Brad Q Starley, Christopher J Calcagno, Stephen A Harrison
Hepatology: Official Journal of the American Association for the Study of Liver Diseases 2010, 51 (5): 1820-32
Hepatocellular carcinoma (HCC) is a common and deadly malignancy that is increasing in incidence in developed countries. The emergence of hepatitis C virus (HCV) accounts for about half of this increase in HCC, although the etiology of HCC in 15%-50% of new HCC cases remains unclear. The most common form of chronic liver disease in developed countries is nonalcoholic fatty liver disease (NAFLD), which encompasses a broad spectrum of histopathology. The prevalence of NAFLD, including the more aggressive nonalcoholic steatohepatitis (NASH), is increasing with the growing epidemics of diabetes and obesity. NASH can progress to cirrhosis and its related complications. Growing evidence suggests that NASH accounts for a large proportion of idiopathic or cryptogenic cirrhosis, which is associated with the typical risk factors for NASH. HCC is a rare, although important complication of NAFLD. Diabetes and obesity have been established as independent risk factors for the development of HCC. New evidence also suggests that hepatic iron deposition increases the risk of HCC in NASH-derived cirrhosis.
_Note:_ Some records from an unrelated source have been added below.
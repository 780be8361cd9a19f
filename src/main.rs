use anyhow::Result;
use cloud_resume::{create_dev_router, init_tracing, state::AppState};
use shared::Config;
use std::{net::SocketAddr, sync::Arc};
use tracing::{info, warn};

async fn shutdown_signal() {
    let ctrl_c = async {
        tokio::signal::ctrl_c()
            .await
            .expect("failed to install Ctrl+C handler");
    };

    #[cfg(unix)]
    let terminate = async {
        tokio::signal::unix::signal(tokio::signal::unix::SignalKind::terminate())
            .expect("failed to install signal handler")
            .recv()
            .await;
    };

    #[cfg(not(unix))]
    let terminate = std::future::pending::<()>();

    tokio::select! {
        _ = ctrl_c => {},
        _ = terminate => {},
    }

    info!("signal received, starting graceful shutdown");
}

/// Local dev server: in-memory visitor tables and static secrets.
#[tokio::main]
async fn main() -> Result<()> {
    let config = Config::from_env()?;
    init_tracing(&config.app)?;

    if config.app.dev_slack_webhook_url.is_none() {
        warn!("DEV_SLACK_WEBHOOK_URL not set, POST /alarm will fail");
    }

    let port = config.app.port;
    let app_state = AppState::local(config)?;
    info!("🚀 Dev state initialized with in-memory visitor store");

    let app = create_dev_router(Arc::new(app_state));

    let addr = SocketAddr::from(([0, 0, 0, 0], port));
    info!("listening on {}", addr);
    let listener = tokio::net::TcpListener::bind(addr).await?;
    axum::serve(
        listener,
        app.into_make_service_with_connect_info::<SocketAddr>(),
    )
    .with_graceful_shutdown(shutdown_signal())
    .await?;

    Ok(())
}
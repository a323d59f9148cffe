use serde::Deserialize;

/// Application configuration loaded from environment variables
#[derive(Debug, Deserialize, Clone)]
pub struct Config {
    /// YouTube Data API key
    ///
    /// Optional at startup so the function can still answer preflight and
    /// report the missing key per request.
    #[serde(default)]
    pub youtube_api_key: Option<String>,

    /// YouTube Data API base URL
    #[serde(default = "default_youtube_api_url")]
    pub youtube_api_url: String,

    /// Server host address
    #[serde(default = "default_host")]
    pub host: String,

    /// Server port
    #[serde(default = "default_port")]
    pub port: u16,
}

fn default_youtube_api_url() -> String {
    "https://www.googleapis.com/youtube/v3".to_string()
}

fn default_host() -> String {
    "127.0.0.1".to_string()
}

fn default_port() -> u16 {
    3000
}

impl Config {
    /// Load configuration from environment variables
    pub fn from_env() -> anyhow::Result<Self> {
        dotenvy::dotenv().ok();
        Self::from_vars(std::env::vars())
    }

    /// Load configuration from an explicit set of variables
    pub fn from_vars<I>(vars: I) -> anyhow::Result<Self>
    where
        I: IntoIterator<Item = (String, String)>,
    {
        envy::from_iter::<_, Config>(vars)
            .map_err(|e| anyhow::anyhow!("Failed to load config: {}", e))
    }

    /// The API key, treating an empty value as unset
    pub fn api_key(&self) -> Option<&str> {
        self.youtube_api_key
            .as_deref()
            .map(str::trim)
            .filter(|key| !key.is_empty())
    }

    pub fn bind_address(&self) -> String {
        format!("{}:{}", self.host, self.port)
    }
}

#[cfg(test)]
mod tests {
    use super::*;

    fn vars(pairs: &[(&str, &str)]) -> Vec<(String, String)> {
        pairs
            .iter()
            .map(|(k, v)| (k.to_string(), v.to_string()))
            .collect()
    }

    #[test]
    fn test_defaults() {
        let config = Config::from_vars(vars(&[])).unwrap();
        assert_eq!(config.api_key(), None);
        assert_eq!(
            config.youtube_api_url,
            "https://www.googleapis.com/youtube/v3"
        );
        assert_eq!(config.bind_address(), "127.0.0.1:3000");
    }

    #[test]
    fn test_reads_api_key_and_overrides() {
        let config = Config::from_vars(vars(&[
            ("YOUTUBE_API_KEY", "abc123"),
            ("YOUTUBE_API_URL", "http://localhost:9000"),
            ("PORT", "8080"),
        ]))
        .unwrap();

        assert_eq!(config.api_key(), Some("abc123"));
        assert_eq!(config.youtube_api_url, "http://localhost:9000");
        assert_eq!(config.port, 8080);
    }

    #[test]
    fn test_empty_api_key_is_unset() {
        let config = Config::from_vars(vars(&[("YOUTUBE_API_KEY", "  ")])).unwrap();
        assert_eq!(config.api_key(), None);
    }

    #[test]
    fn test_invalid_port() {
        assert!(Config::from_vars(vars(&[("PORT", "not-a-port")])).is_err());
    }
}
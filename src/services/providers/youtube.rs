/// YouTube Data API v3 provider
///
/// API Flow:
/// 1. Search: /search?part=snippet&type=video → ids and snippets
/// 2. Details: /videos?part=contentDetails,statistics&id=a,b,c → durations and view counts
use crate::{
    error::{AppError, AppResult},
    models::{SearchListResponse, VideoListResponse},
    services::{
        providers::VideoSource,
        query::{details_query_pairs, SearchRequest},
    },
};
use reqwest::Client as HttpClient;
use serde::de::DeserializeOwned;

#[derive(Clone)]
pub struct YouTubeClient {
    http_client: HttpClient,
    api_key: String,
    api_url: String,
}

impl YouTubeClient {
    pub fn new(http_client: HttpClient, api_key: String, api_url: String) -> Self {
        Self {
            http_client,
            api_key,
            api_url: api_url.trim_end_matches('/').to_string(),
        }
    }

    fn endpoint(&self, resource: &str) -> String {
        format!("{}/{}", self.api_url, resource)
    }

    /// GET `resource` with the given pairs plus the API key
    ///
    /// Non-2xx responses become [`AppError::UpstreamApi`] carrying the raw body.
    async fn get_json<T: DeserializeOwned>(
        &self,
        resource: &str,
        mut pairs: Vec<(&'static str, String)>,
    ) -> AppResult<T> {
        pairs.push(("key", self.api_key.clone()));

        let response = self
            .http_client
            .get(self.endpoint(resource))
            .query(&pairs)
            .send()
            .await?;

        if !response.status().is_success() {
            let status = response.status();
            let body = response.text().await.unwrap_or_default();
            let body = if body.is_empty() {
                status.to_string()
            } else {
                body
            };
            tracing::warn!(
                resource = %resource,
                status = %status,
                "YouTube API returned an error"
            );
            return Err(AppError::UpstreamApi(body));
        }

        Ok(response.json().await?)
    }
}

#[async_trait::async_trait]
impl VideoSource for YouTubeClient {
    async fn search(&self, request: &SearchRequest) -> AppResult<SearchListResponse> {
        let results: SearchListResponse = self.get_json("search", request.query_pairs()).await?;

        tracing::info!(
            query = %request.query,
            category = ?request.category,
            results = results.items.len(),
            provider = self.name(),
            "Video search completed"
        );

        Ok(results)
    }

    async fn video_details(&self, video_ids: &[String]) -> AppResult<VideoListResponse> {
        let details: VideoListResponse = self
            .get_json("videos", details_query_pairs(video_ids))
            .await?;

        tracing::info!(
            requested = video_ids.len(),
            returned = details.items.len(),
            provider = self.name(),
            "Video details fetched"
        );

        Ok(details)
    }

    fn name(&self) -> &'static str {
        "youtube"
    }
}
Multiple case reports and case reviews of HCC in the setting of NASH support the associations of diabetes and obesity with the risk of HCC, as well as suggest age and advanced fibrosis as significant risks. Insulin resistance and its subsequent inflammatory cascade that is associated with the development of NASH appear to play a significant role in the carcinogenesis of HCC. The complications of NASH, including cirrhosis and HCC, are expected to increase with the growing epidemic of diabetes and obesity.